As Indians uncork more bottles of wine, the action's hotting up in Nashik, Maharashtra, where Sula Vineyards has divested a third of its shareholding for Rs 15 crore (Rs 150 million) to GEM India Advisors, and appointed Deepak Shahdadpuri and Alok Sama to its board.
With Sula having begun work on its third winery, founder Rajeev Samant says, "We wanted quick access to funds. Wine is an extremely capital intensive industry and we've been engaged almost consistently in construction, with demand showing no signs of slowing down.
"We've been borrowing heavily and the debt was making me feel uncomfortable, so we decided to divest through a preferential allotment of optionally convertible preference shares."
How capital intensive? According to Samant, to produce a litre of wine you need to build a litre of capacity as opposed to, say, beer where you can produce a litre of beer every eight days, so the turnover capacity is 40 times more than that of wine.
And with the Maharashtra state government making bulk wine imports unviable in a bid to provide the local industry a boost, Samant says there was no other way to "ramp up and grow sales".
"To match the 30 per cent growth in capacity every year, we can keep adding 1 million bottles every year for the next five years," he boasts. Sula will sell its first 1 million bottles of wine this year.

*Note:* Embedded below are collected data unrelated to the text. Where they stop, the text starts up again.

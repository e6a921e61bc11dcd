//! Zone parameters and their two-character values
//!
//! The amplifier reports ten parameters per zone, always in the same order
//! and always as two ASCII digits. A full zone status is therefore a fixed
//! 20-character blob.

use std::fmt;
use std::str::FromStr;

use crate::error::{ParseError, ProtocolError};

/// Length of the fixed-width zone status blob
pub const BLOB_LEN: usize = Param::ALL.len() * 2;

/// One of the ten per-zone parameters
#[derive(Debug, Clone, Copy, PartialEq, Eq, Hash, PartialOrd, Ord)]
#[cfg_attr(feature = "serde", derive(serde::Serialize, serde::Deserialize))]
pub enum Param {
    /// Public announcement (PA) input active
    PA,
    /// Power
    PR,
    /// Mute
    MU,
    /// Do-not-disturb
    DT,
    /// Volume
    VO,
    /// Treble
    TR,
    /// Bass
    BS,
    /// Balance
    BL,
    /// Source channel
    CH,
    /// Keypad connected
    LS,
}

impl Param {
    /// Every parameter in wire order
    pub const ALL: [Param; 10] = [
        Param::PA,
        Param::PR,
        Param::MU,
        Param::DT,
        Param::VO,
        Param::TR,
        Param::BS,
        Param::BL,
        Param::CH,
        Param::LS,
    ];

    /// Parameters mirrored from a model zone into a virtual zone
    pub const DERIVED: [Param; 7] = [
        Param::MU,
        Param::DT,
        Param::VO,
        Param::TR,
        Param::BS,
        Param::BL,
        Param::CH,
    ];

    /// Two-letter wire code
    pub fn code(&self) -> &'static str {
        match self {
            Param::PA => "PA",
            Param::PR => "PR",
            Param::MU => "MU",
            Param::DT => "DT",
            Param::VO => "VO",
            Param::TR => "TR",
            Param::BS => "BS",
            Param::BL => "BL",
            Param::CH => "CH",
            Param::LS => "LS",
        }
    }

    /// Look up a parameter by its two-letter code
    pub fn from_code(code: &str) -> Option<Param> {
        Self::ALL.into_iter().find(|p| p.code() == code)
    }

    /// Position in the status blob
    pub fn index(&self) -> usize {
        *self as usize
    }

    /// Accepted value range (inclusive)
    pub fn range(&self) -> (u8, u8) {
        match self {
            Param::PA | Param::PR | Param::MU | Param::DT | Param::LS => (0, 1),
            Param::VO => (0, 38),
            Param::TR | Param::BS => (0, 14),
            Param::BL => (0, 20),
            Param::CH => (1, 6),
        }
    }

    /// Whether the unit accepts set commands for this parameter
    pub fn is_settable(&self) -> bool {
        !matches!(self, Param::PA | Param::LS)
    }

    /// Value assumed before the first poll
    pub fn default_value(&self) -> ParamValue {
        match self {
            Param::TR | Param::BS => ParamValue::from_number(7),
            Param::BL => ParamValue::from_number(10),
            Param::CH => ParamValue::from_number(1),
            _ => ParamValue::OFF,
        }
    }

    /// Validate and normalize a user-supplied value for a set command
    ///
    /// Accepts one or two digits (`"8"` and `"08"` are equivalent).
    pub fn normalize(&self, input: &str) -> Result<ParamValue, ProtocolError> {
        if !self.is_settable() {
            return Err(ProtocolError::ReadOnly(self.code().to_string()));
        }

        let trimmed = input.trim();
        let (min, max) = self.range();
        let out_of_range = || ProtocolError::OutOfRange {
            param: self.code().to_string(),
            value: trimmed.to_string(),
            min,
            max,
        };

        if trimmed.is_empty() || trimmed.len() > 2 || !trimmed.bytes().all(|b| b.is_ascii_digit())
        {
            return Err(out_of_range());
        }
        let n: u8 = trimmed.parse().map_err(|_| out_of_range())?;
        if n < min || n > max {
            return Err(out_of_range());
        }
        Ok(ParamValue::from_number(n))
    }
}

impl fmt::Display for Param {
    fn fmt(&self, f: &mut fmt::Formatter<'_>) -> fmt::Result {
        f.write_str(self.code())
    }
}

impl FromStr for Param {
    type Err = ProtocolError;

    fn from_str(s: &str) -> Result<Self, Self::Err> {
        Param::from_code(&s.trim().to_ascii_uppercase())
            .ok_or_else(|| ProtocolError::UnknownParam(s.to_string()))
    }
}

/// A two-digit parameter value as exchanged on the wire
#[derive(Clone, Copy, PartialEq, Eq, Hash)]
pub struct ParamValue([u8; 2]);

impl ParamValue {
    /// `00`
    pub const OFF: ParamValue = ParamValue(*b"00");
    /// `01`
    pub const ON: ParamValue = ParamValue(*b"01");

    /// Build from a number below 100
    pub fn from_number(n: u8) -> Self {
        let n = n.min(99);
        Self([b'0' + n / 10, b'0' + n % 10])
    }

    /// Parse exactly two ASCII digits
    pub fn from_wire(bytes: &[u8]) -> Result<Self, ParseError> {
        match bytes {
            [a, b] if a.is_ascii_digit() && b.is_ascii_digit() => Ok(Self([*a, *b])),
            _ => Err(ParseError::InvalidValue(
                String::from_utf8_lossy(bytes).into_owned(),
            )),
        }
    }

    /// Raw wire bytes
    pub fn as_bytes(&self) -> &[u8; 2] {
        &self.0
    }

    /// Value as a string slice
    pub fn as_str(&self) -> &str {
        // Both bytes are ASCII digits by construction
        std::str::from_utf8(&self.0).unwrap_or("??")
    }

    /// Numeric value
    pub fn number(&self) -> u8 {
        (self.0[0] - b'0') * 10 + (self.0[1] - b'0')
    }
}

impl fmt::Debug for ParamValue {
    fn fmt(&self, f: &mut fmt::Formatter<'_>) -> fmt::Result {
        write!(f, "ParamValue({})", self.as_str())
    }
}

impl fmt::Display for ParamValue {
    fn fmt(&self, f: &mut fmt::Formatter<'_>) -> fmt::Result {
        f.write_str(self.as_str())
    }
}

#[cfg(feature = "serde")]
impl serde::Serialize for ParamValue {
    fn serialize<S: serde::Serializer>(&self, serializer: S) -> Result<S::Ok, S::Error> {
        serializer.serialize_str(self.as_str())
    }
}

/// All ten parameter values of one zone
#[derive(Debug, Clone, Copy, PartialEq, Eq)]
pub struct ZoneParams {
    values: [ParamValue; 10],
}

impl Default for ZoneParams {
    fn default() -> Self {
        Self {
            values: Param::ALL.map(|p| p.default_value()),
        }
    }
}

impl ZoneParams {
    /// Parse the fixed-width status blob (extra trailing bytes are ignored)
    pub fn from_blob(blob: &[u8]) -> Result<Self, ParseError> {
        if blob.len() < BLOB_LEN {
            return Err(ParseError::ShortBlob {
                len: blob.len(),
                expected: BLOB_LEN,
            });
        }

        let mut values = [ParamValue::OFF; 10];
        for (slot, chunk) in values.iter_mut().zip(blob[..BLOB_LEN].chunks_exact(2)) {
            *slot = ParamValue::from_wire(chunk)?;
        }
        Ok(Self { values })
    }

    /// Serialize back into the 20-character blob, parameters in wire order
    pub fn to_blob(&self) -> String {
        self.values.iter().map(|v| v.as_str()).collect()
    }

    /// Get one parameter's value
    pub fn get(&self, param: Param) -> ParamValue {
        self.values[param.index()]
    }

    /// Overwrite one parameter's value
    pub fn set(&mut self, param: Param, value: ParamValue) {
        self.values[param.index()] = value;
    }

    /// Iterate `(param, value)` in wire order
    pub fn iter(&self) -> impl Iterator<Item = (Param, ParamValue)> + '_ {
        Param::ALL.into_iter().zip(self.values.iter().copied())
    }
}
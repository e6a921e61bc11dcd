//! MPR-6ZHMAUT Virtual Zone Engine
//!
//! This crate groups the physical zones of one or more chained Monoprice
//! MPR-6ZHMAUT amplifiers into virtual zones and drives them over the shared
//! serial bus.
//!
//! # Architecture
//!
//! - [`BusTransport`] runs request/response exchanges over the serial line
//! - [`ZoneStore`] caches every physical zone and records which virtual zone
//!   holds it
//! - [`VzoneRegistry`] derives virtual zone status from the locks on its
//!   children and carries out inbound commands
//! - The zone actor ([`run_zone_actor`]) owns all three, polls the bus on a
//!   timer and publishes a [`ZoneEvent`] for every observed change
//!
//! # Locking
//!
//! Powering on a virtual zone locks each of its children under the zone's
//! name. Any other virtual zone sharing one of those children reports
//! `locked` and rejects commands until the holder powers off.
//!
//! # Example
//!
//! ```rust,no_run
//! use mpr_mux::{spawn_zone_bus, BridgeConfig, VzoneConfig};
//! use tokio::sync::mpsc;
//!
//! # async fn run() -> Result<(), mpr_mux::MuxError> {
//! let mut config = BridgeConfig::new("/dev/ttyUSB0");
//! config.vzones.push(VzoneConfig {
//!     id: 1,
//!     name: "Kitchen".into(),
//!     childs: vec!["11".parse().unwrap(), "12".parse().unwrap()],
//! });
//!
//! let (event_tx, mut event_rx) = mpsc::channel(256);
//! let (handle, _task) = spawn_zone_bus(&config, event_tx)?;
//!
//! let reply = handle.command(1, "PO", "on").await;
//! assert!(reply.success);
//! while let Some(event) = event_rx.recv().await {
//!     println!("{} {}={}", event.zone_id, event.param, event.value);
//! }
//! # Ok(())
//! # }
//! ```

pub mod actor;
pub mod config;
pub mod error;
pub mod events;
pub mod registry;
pub mod store;
pub mod transport;

// Re-export actor types
pub use actor::{
    run_zone_actor, spawn_with_transport, spawn_zone_bus, VzoneSummary, ZoneActorCommand,
    ZoneEngine, ZoneHandle,
};

pub use config::{BridgeConfig, BusConfig, PollSchedule, VzoneConfig};
pub use error::{MuxError, TransportError};
pub use events::{CommandReply, ZoneEvent, STATUS_PARAM};
pub use registry::{
    parse_power, CommandOutcome, CommandParam, Observation, VirtualZone, VzoneRegistry,
    VzoneStatus, POWER_PARAM,
};
pub use store::{PhysicalZone, SetPolicy, ZoneStore};
pub use transport::{BusTransport, BAUD_RATE, BYTE_TIMEOUT};
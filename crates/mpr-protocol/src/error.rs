//! Error types for line protocol parsing and encoding

use thiserror::Error;

/// Errors that can occur while parsing amplifier responses
#[derive(Debug, Error, Clone, PartialEq, Eq)]
pub enum ParseError {
    /// No `>` response header was found in the received bytes
    #[error("no response header for {0}")]
    MissingHeader(String),

    /// Response belongs to a different zone than the one queried
    #[error("response for zone {actual}, expected {expected}")]
    ZoneMismatch { expected: String, actual: String },

    /// Zone status blob is shorter than the fixed layout
    #[error("status blob too short: {len} of {expected} chars")]
    ShortBlob { len: usize, expected: usize },

    /// Parameter value is not two ASCII digits
    #[error("invalid parameter value: {0:?}")]
    InvalidValue(String),

    /// Response frame is not terminated
    #[error("unterminated frame: {0:?}")]
    Unterminated(String),
}

/// Errors for malformed zone, parameter, or value identifiers
#[derive(Debug, Error, Clone, PartialEq, Eq)]
pub enum ProtocolError {
    /// Zone code outside the amplifier/zone address space
    #[error("invalid zone code: {0}")]
    InvalidZone(String),

    /// Unknown two-letter parameter code
    #[error("unknown parameter: {0}")]
    UnknownParam(String),

    /// Parameter is reported by the unit but cannot be set
    #[error("parameter {0} is read-only")]
    ReadOnly(String),

    /// Value outside the parameter's accepted range
    #[error("value {value} out of range {min:02}..={max:02} for {param}")]
    OutOfRange {
        param: String,
        value: String,
        min: u8,
        max: u8,
    },
}
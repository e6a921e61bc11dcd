//! Physical zone state tracking

use std::collections::BTreeMap;

use mpr_protocol::{Param, ParamValue, ZoneCode, ZoneParams};
use serde::{Deserialize, Serialize};
use tokio::io::{AsyncRead, AsyncWrite};
use tracing::{debug, warn};

use crate::error::TransportError;
use crate::transport::BusTransport;

/// How a parameter set is reflected in the cache
#[derive(Debug, Clone, Copy, PartialEq, Eq, Default, Serialize, Deserialize)]
#[serde(rename_all = "snake_case")]
pub enum SetPolicy {
    /// Store the requested value immediately without reading it back; the
    /// polling loop corrects any drift
    #[default]
    Optimistic,
    /// Query the parameter after setting it and store what the unit reports
    ReadBack,
}

/// Cached state of one physical zone
#[derive(Debug, Clone)]
pub struct PhysicalZone {
    /// Zone address
    pub code: ZoneCode,
    /// Last known parameter values
    pub params: ZoneParams,
    /// Name of the virtual zone holding this zone, empty when free
    pub locked_by: String,
    /// Virtual zones that include this zone (diagnostic only)
    pub slave_of: Vec<String>,
}

impl PhysicalZone {
    fn new(code: ZoneCode) -> Self {
        Self {
            code,
            params: ZoneParams::default(),
            locked_by: String::new(),
            slave_of: Vec::new(),
        }
    }

    /// Whether any virtual zone holds this zone
    pub fn is_locked(&self) -> bool {
        !self.locked_by.is_empty()
    }
}

/// In-memory table of every physical zone on the bus
#[derive(Debug)]
pub struct ZoneStore {
    zones: BTreeMap<ZoneCode, PhysicalZone>,
    set_policy: SetPolicy,
}

impl ZoneStore {
    /// Create entries with default values for every zone of `amps` amplifiers
    pub fn new(amps: u8, set_policy: SetPolicy) -> Self {
        Self {
            zones: ZoneCode::all(amps)
                .map(|code| (code, PhysicalZone::new(code)))
                .collect(),
            set_policy,
        }
    }

    /// Get a zone's cached state
    pub fn get(&self, code: ZoneCode) -> Option<&PhysicalZone> {
        self.zones.get(&code)
    }

    /// Get a copy of a zone's cached parameters
    pub fn params(&self, code: ZoneCode) -> Option<ZoneParams> {
        self.zones.get(&code).map(|z| z.params)
    }

    /// Whether the zone exists on this bus
    pub fn contains(&self, code: ZoneCode) -> bool {
        self.zones.contains_key(&code)
    }

    /// Iterate over all zones in address order
    pub fn zones(&self) -> impl Iterator<Item = &PhysicalZone> {
        self.zones.values()
    }

    /// Active set policy
    pub fn set_policy(&self) -> SetPolicy {
        self.set_policy
    }

    /// Overwrite the cached parameters of one zone
    pub fn update(&mut self, code: ZoneCode, params: ZoneParams) {
        if let Some(zone) = self.zones.get_mut(&code) {
            zone.params = params;
        }
    }

    /// Overwrite one cached parameter
    fn update_param(&mut self, code: ZoneCode, param: Param, value: ParamValue) {
        if let Some(zone) = self.zones.get_mut(&code) {
            zone.params.set(param, value);
        }
    }

    /// Query one zone from the hardware and overwrite its cache entry
    pub async fn refresh_one<T>(
        &mut self,
        bus: &mut BusTransport<T>,
        code: ZoneCode,
    ) -> Result<(), TransportError>
    where
        T: AsyncRead + AsyncWrite + Unpin + Send,
    {
        let params = bus.query_zone(code).await?;
        self.update(code, params);
        Ok(())
    }

    /// Query every zone of one amplifier and overwrite their cache entries
    ///
    /// Returns the number of zones updated.
    pub async fn refresh_amp<T>(
        &mut self,
        bus: &mut BusTransport<T>,
        amp: u8,
    ) -> Result<usize, TransportError>
    where
        T: AsyncRead + AsyncWrite + Unpin + Send,
    {
        let zones = bus.query_amp(amp).await?;
        let count = zones.len();
        for (code, params) in zones {
            self.update(code, params);
        }
        debug!("Refreshed {} zones of amp {}", count, amp);
        Ok(count)
    }

    /// Set one parameter on the hardware and update the cache
    ///
    /// Returns the value now cached.
    pub async fn set_param<T>(
        &mut self,
        bus: &mut BusTransport<T>,
        code: ZoneCode,
        param: Param,
        value: ParamValue,
    ) -> Result<ParamValue, TransportError>
    where
        T: AsyncRead + AsyncWrite + Unpin + Send,
    {
        bus.set_param(code, param, value).await?;

        let stored = match self.set_policy {
            SetPolicy::Optimistic => value,
            SetPolicy::ReadBack => {
                let reported = bus.query_param(code, param).await?;
                if reported != value {
                    warn!(
                        "Zone {} reported {}={} after setting {}",
                        code, param, reported, value
                    );
                }
                reported
            }
        };
        self.update_param(code, param, stored);
        Ok(stored)
    }

    /// Record `owner` as holding the zone
    ///
    /// Ignored when a different owner already holds it; exclusivity is
    /// enforced by the registry before calling.
    pub fn lock(&mut self, code: ZoneCode, owner: &str) {
        let Some(zone) = self.zones.get_mut(&code) else {
            return;
        };
        if zone.is_locked() && zone.locked_by != owner {
            debug!(
                "Zone {} already locked by {:?}, ignoring lock for {:?}",
                code, zone.locked_by, owner
            );
            return;
        }
        zone.locked_by = owner.to_string();
    }

    /// Release the zone
    pub fn unlock(&mut self, code: ZoneCode) {
        if let Some(zone) = self.zones.get_mut(&code) {
            zone.locked_by.clear();
        }
    }

    /// Current lock owner, empty when free
    pub fn locked_by(&self, code: ZoneCode) -> &str {
        self.zones
            .get(&code)
            .map(|z| z.locked_by.as_str())
            .unwrap_or("")
    }

    /// Record that `vzone` includes this zone
    pub fn add_slave(&mut self, code: ZoneCode, vzone: &str) {
        if let Some(zone) = self.zones.get_mut(&code) {
            zone.slave_of.push(vzone.to_string());
        }
    }
}
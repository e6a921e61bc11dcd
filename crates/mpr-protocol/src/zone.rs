//! Physical zone addressing
//!
//! Every zone on the bus is addressed by a two-digit code: the amplifier
//! number (1..=3, set by the rear panel switch) followed by the zone number
//! on that amplifier (1..=6). Zone `"23"` is zone 3 of the second amplifier.

use std::fmt;
use std::str::FromStr;

use crate::error::ProtocolError;

/// Maximum number of amplifiers that can be chained on one bus
pub const MAX_AMPS: u8 = 3;

/// Number of zones on each amplifier
pub const ZONES_PER_AMP: u8 = 6;

/// Address of one physical zone
#[derive(Debug, Clone, Copy, PartialEq, Eq, Hash, PartialOrd, Ord)]
pub struct ZoneCode {
    amp: u8,
    zone: u8,
}

impl ZoneCode {
    /// Create a zone code, validating both digits
    pub fn new(amp: u8, zone: u8) -> Result<Self, ProtocolError> {
        if !(1..=MAX_AMPS).contains(&amp) || !(1..=ZONES_PER_AMP).contains(&zone) {
            return Err(ProtocolError::InvalidZone(format!("{}{}", amp, zone)));
        }
        Ok(Self { amp, zone })
    }

    /// Amplifier number (1-based)
    pub fn amp(&self) -> u8 {
        self.amp
    }

    /// Zone number on the amplifier (1-based)
    pub fn zone(&self) -> u8 {
        self.zone
    }

    /// The two ASCII digits sent on the wire
    pub fn as_bytes(&self) -> [u8; 2] {
        [b'0' + self.amp, b'0' + self.zone]
    }

    /// Parse from the two wire digits
    pub fn from_bytes(bytes: &[u8]) -> Result<Self, ProtocolError> {
        match bytes {
            [a, z] if a.is_ascii_digit() && z.is_ascii_digit() => Self::new(a - b'0', z - b'0'),
            _ => Err(ProtocolError::InvalidZone(
                String::from_utf8_lossy(bytes).into_owned(),
            )),
        }
    }

    /// All zones of `amps` amplifiers in ascending order
    pub fn all(amps: u8) -> impl Iterator<Item = ZoneCode> {
        let amps = amps.min(MAX_AMPS);
        (1..=amps).flat_map(|amp| (1..=ZONES_PER_AMP).map(move |zone| ZoneCode { amp, zone }))
    }

    /// All zones of one amplifier in ascending order
    pub fn of_amp(amp: u8) -> impl Iterator<Item = ZoneCode> {
        (1..=ZONES_PER_AMP).map(move |zone| ZoneCode { amp, zone })
    }
}

impl fmt::Display for ZoneCode {
    fn fmt(&self, f: &mut fmt::Formatter<'_>) -> fmt::Result {
        write!(f, "{}{}", self.amp, self.zone)
    }
}

impl FromStr for ZoneCode {
    type Err = ProtocolError;

    fn from_str(s: &str) -> Result<Self, Self::Err> {
        Self::from_bytes(s.trim().as_bytes())
    }
}

#[cfg(feature = "serde")]
impl serde::Serialize for ZoneCode {
    fn serialize<S: serde::Serializer>(&self, serializer: S) -> Result<S::Ok, S::Error> {
        serializer.collect_str(self)
    }
}

#[cfg(feature = "serde")]
impl<'de> serde::Deserialize<'de> for ZoneCode {
    fn deserialize<D: serde::Deserializer<'de>>(deserializer: D) -> Result<Self, D::Error> {
        let s = String::deserialize(deserializer)?;
        s.parse().map_err(serde::de::Error::custom)
    }
}
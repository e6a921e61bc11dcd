//! Error types for the zone engine

use thiserror::Error;

/// Errors raised by the serial bus transport
#[derive(Debug, Error)]
pub enum TransportError {
    /// The serial device could not be opened
    #[error("failed to open {path}: {reason}")]
    DeviceOpen { path: String, reason: String },

    /// The serial device could not be released
    #[error("failed to close bus: {0}")]
    DeviceClose(#[source] std::io::Error),

    /// Writing a request frame failed
    #[error("write failed: {0}")]
    Write(#[source] std::io::Error),

    /// Reading a response failed at the I/O layer
    #[error("read failed: {0}")]
    Read(#[source] std::io::Error),

    /// The response terminator was not seen before the deadline
    #[error("response timeout after {}ms ({} bytes received)", .timeout_ms, .received.len())]
    ReadTimeout { timeout_ms: u64, received: Vec<u8> },

    /// The response did not have the expected shape
    #[error("malformed response: {0}")]
    Parse(#[from] mpr_protocol::ParseError),
}

/// Errors that can occur in the zone engine
///
/// The display text of the command rejections is the reason string handed
/// back to command callers.
#[derive(Debug, Error)]
pub enum MuxError {
    /// Command references a zone id that is not registered
    #[error("unknown device id")]
    UnknownZone(u64),

    /// A child zone is held by another virtual zone
    #[error("vzone is locked")]
    ZoneLocked,

    /// Parameter change requested while the virtual zone is powered off
    #[error("vzone is off")]
    ZoneOff,

    /// Parameter name not accepted for virtual zones
    #[error("unknown parameter {0}")]
    UnknownParam(String),

    /// Value rejected for the parameter
    #[error("invalid value: {0}")]
    InvalidValue(String),

    /// Bus transport failure
    #[error("bus error: {0}")]
    Transport(#[from] TransportError),

    /// Invalid configuration
    #[error("invalid configuration: {0}")]
    Config(String),

    /// The zone actor has stopped
    #[error("zone engine is not running")]
    ActorGone,
}

impl MuxError {
    /// Reason string reported to command callers
    pub fn reason(&self) -> String {
        self.to_string()
    }

    /// Whether this is a command rejection rather than a system fault
    pub fn is_rejection(&self) -> bool {
        matches!(
            self,
            MuxError::UnknownZone(_)
                | MuxError::ZoneLocked
                | MuxError::ZoneOff
                | MuxError::UnknownParam(_)
                | MuxError::InvalidValue(_)
        )
    }
}

impl From<mpr_protocol::ProtocolError> for MuxError {
    fn from(e: mpr_protocol::ProtocolError) -> Self {
        match e {
            mpr_protocol::ProtocolError::UnknownParam(p) => MuxError::UnknownParam(p),
            other => MuxError::InvalidValue(other.to_string()),
        }
    }
}

#[cfg(test)]
mod tests {
    use super::*;

    #[test]
    fn test_rejection_reasons() {
        assert_eq!(MuxError::UnknownZone(42).reason(), "unknown device id");
        assert_eq!(MuxError::ZoneLocked.reason(), "vzone is locked");
        assert_eq!(MuxError::ZoneOff.reason(), "vzone is off");
        assert!(MuxError::ZoneOff.is_rejection());
    }

    #[test]
    fn test_transport_errors_are_faults() {
        let err = MuxError::from(TransportError::ReadTimeout {
            timeout_ms: 1500,
            received: b"?11".to_vec(),
        });
        assert!(!err.is_rejection());
        assert_eq!(err.reason(), "bus error: response timeout after 1500ms (3 bytes received)");
    }
}
//! MPR-6ZHMAUT Simulation Library
//!
//! This crate provides a simulated amplifier bus for exercising the zone
//! engine without physical hardware. It includes:
//!
//! - **VirtualAmplifier**: Holds the state of up to three chained units and
//!   answers request frames byte-for-byte like the hardware
//! - **run_virtual_amp_task**: Drives a `VirtualAmplifier` over any async
//!   stream, such as one end of `tokio::io::duplex`
//!
//! # Example
//!
//! ```rust
//! use mpr_protocol::{Param, Request, ZoneCode};
//! use mpr_sim::VirtualAmplifier;
//!
//! let mut amp = VirtualAmplifier::new("bus", 3);
//! let zone: ZoneCode = "11".parse().unwrap();
//!
//! let response = amp.process_request(&Request::QueryParam { zone, param: Param::VO });
//! assert!(response.unwrap().ends_with(b">11VO00\r\r\n"));
//! ```

pub mod amplifier;
pub mod amplifier_task;

pub use amplifier::VirtualAmplifier;
pub use amplifier_task::{run_virtual_amp_task, VirtualAmpCommand, VirtualAmpEvent};
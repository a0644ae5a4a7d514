//! # mosaic
//!
//! Reactive component runtime with cached templates and per-binding patching.
//!
//! ## Architecture
//!
//! A component type is parsed once into a template: a detached DOM fragment
//! plus an ordered list of Parts, the points where dynamic values bind. Every
//! instance clones the fragment and keeps its own values. When instance data
//! changes, the view runs again and each Part compares its new value with the
//! last one it committed, touching the document only when they differ:
//!
//! ```text
//! data write -> will_update -> view -> Part dirty check -> commit changed Parts -> updated
//! ```
//!
//! ## Modules
//!
//! - [`dom`] - in-memory document the components render into
//! - [`reactive`] - observable data and nested arrays
//! - [`template`] - markup builder, Parts, the template cache
//! - [`component`] - the [`Mosaic`] component and its options
//! - [`runtime`] - shared document and template cache
//! - [`error`] / [`types`] - errors, ids, lifecycle states, render stats
//!
//! ## Example
//!
//! ```ignore
//! use mosaic::{el, MosaicOptions, Runtime};
//! use serde_json::json;
//!
//! let runtime = Runtime::new();
//! let counter = runtime.mount(
//!     MosaicOptions::new(|data, actions| {
//!         el("div")
//!             .child(el("span").bind(data.field("count")))
//!             .child(el("button").on("click", actions.handler("increment")).text("+"))
//!             .build()
//!     })
//!     .with_data(json!({ "count": 0 }))
//!     .with_action("increment", |data, _| {
//!         let count = data.field("count").and_then(|c| c.as_i64()).unwrap_or(0);
//!         data.set_field("count", count + 1)?;
//!         Ok(())
//!     }),
//! )?;
//! ```

pub mod component;
pub mod dom;
pub mod error;
pub mod reactive;
pub mod runtime;
pub mod template;
pub mod types;

// Re-export commonly used items
pub use types::*;

pub use component::{Actions, Anchor, Mosaic, MosaicOptions};
pub use dom::{handler, Document, Event, EventHandler, NodeId};
pub use error::{DomError, MosaicError, Result};
pub use reactive::{ChangeHooks, Observable, ObservableArray};
pub use runtime::Runtime;
pub use template::{
    el, ComparePolicy, DynamicValue, Element, Part, PartKind, Template, TemplateCache,
    TemplateResult,
};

The new partners are friends, wine lovers, but more importantly, they bring years of financial experience to the Sula board. "If I need to go for a public issue a year or year and a half from now," says Samant, "I'll have partners who have the right experience."
While other wineries -- Grover, among them -- see the rapid growth as an alarming sign, Sula's well placed in terms of international visibility to have attracted the attention of some very big global wine companies.
Would Samant sell out? "I'm a businessman, I don't rule out strategic investment," he says, "and there's no doubt that Sula could be very useful for international wine companies investing in India. However, at this time, I'm not in talks with anyone."
Sula has 300 acres under wine grape cultivation in Nashik, a large chunk made up of contract farmers, and has begun to ramp up quality with its Dindori Reserve Shiraz, the first vintage of which sold at Rs 600 a bottle in India, and fetched as much as £30 at restaurants in London, where it competed favourably against Australian Shirazs. "We're going up the value chain," says Samant.
"A few years ago Indian wines sold for Rs 300, but we should soon be able to command Rs 800 for some of our wines." New on the inventory list is a Zinfindel red that is to be launched next week in Mumbai. "It's very important for us," says Samant, in terms of diversification into high-end quality, "a sort of jammy, fruity wine that people will love."
The Nashik rush has meant that a large number of wineries have mushroomed, often without the right technologies to make and market wine. "Whenever a new industry develops, lots of people fall by the wayside before some champions arrive," Samant explains.
"That's how the cluster of technology and expertise multiplies exponentially." N D Wines was one such development with excellent vineyards that failed to make suitable wine for the market. "We've de facto taken over the winery with a 10-year agreement whereby we're using their facility to make Sula wines," says Samant.
The third self-owned Sula winery will be ready with 60 per cent capacity by January 2006. And with a 20 per cent share of the market, Samant is confident that "our marketing strategies will ensure we're leaders in the wine segment in India".